**TRY IT**: Count every line in the following entries where the word "WsConnector" appears. Give the count alone.
━━━ INFORMATION SUPPLIED
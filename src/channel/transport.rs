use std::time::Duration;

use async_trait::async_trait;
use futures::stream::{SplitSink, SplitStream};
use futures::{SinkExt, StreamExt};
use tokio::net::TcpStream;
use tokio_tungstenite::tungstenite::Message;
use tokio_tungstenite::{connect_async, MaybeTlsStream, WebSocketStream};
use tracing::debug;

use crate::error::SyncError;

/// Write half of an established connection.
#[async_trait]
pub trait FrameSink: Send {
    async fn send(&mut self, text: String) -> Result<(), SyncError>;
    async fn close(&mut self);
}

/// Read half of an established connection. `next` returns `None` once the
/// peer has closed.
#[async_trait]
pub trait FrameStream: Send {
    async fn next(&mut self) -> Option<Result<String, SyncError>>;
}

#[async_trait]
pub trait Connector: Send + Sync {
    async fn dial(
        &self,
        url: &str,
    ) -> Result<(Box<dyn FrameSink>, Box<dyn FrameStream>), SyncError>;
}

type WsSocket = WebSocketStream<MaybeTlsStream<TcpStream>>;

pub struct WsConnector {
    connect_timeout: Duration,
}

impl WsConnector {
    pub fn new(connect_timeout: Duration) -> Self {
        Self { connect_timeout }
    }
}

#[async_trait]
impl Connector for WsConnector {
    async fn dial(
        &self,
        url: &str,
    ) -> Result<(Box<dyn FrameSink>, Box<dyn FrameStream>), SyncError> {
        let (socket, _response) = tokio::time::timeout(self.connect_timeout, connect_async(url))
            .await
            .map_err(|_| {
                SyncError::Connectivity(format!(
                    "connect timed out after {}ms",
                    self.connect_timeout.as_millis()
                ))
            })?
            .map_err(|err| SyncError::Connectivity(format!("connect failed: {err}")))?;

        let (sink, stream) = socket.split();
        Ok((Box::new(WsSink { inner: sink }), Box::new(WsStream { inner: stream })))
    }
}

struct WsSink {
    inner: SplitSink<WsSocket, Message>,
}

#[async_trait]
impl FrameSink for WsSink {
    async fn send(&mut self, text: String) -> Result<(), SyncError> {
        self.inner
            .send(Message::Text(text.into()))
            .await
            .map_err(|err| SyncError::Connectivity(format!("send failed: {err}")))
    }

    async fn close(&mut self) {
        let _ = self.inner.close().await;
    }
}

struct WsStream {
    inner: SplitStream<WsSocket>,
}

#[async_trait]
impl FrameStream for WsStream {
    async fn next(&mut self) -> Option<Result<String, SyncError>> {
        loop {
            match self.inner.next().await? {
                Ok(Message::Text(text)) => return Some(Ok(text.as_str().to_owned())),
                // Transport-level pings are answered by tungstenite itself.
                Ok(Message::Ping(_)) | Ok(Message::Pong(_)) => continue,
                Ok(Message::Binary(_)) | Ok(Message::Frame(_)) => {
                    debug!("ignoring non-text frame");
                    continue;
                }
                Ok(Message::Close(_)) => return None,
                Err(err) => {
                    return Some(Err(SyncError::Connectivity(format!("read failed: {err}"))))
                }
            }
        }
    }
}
━━━━━━
**SOLVED PROBLEM**: 3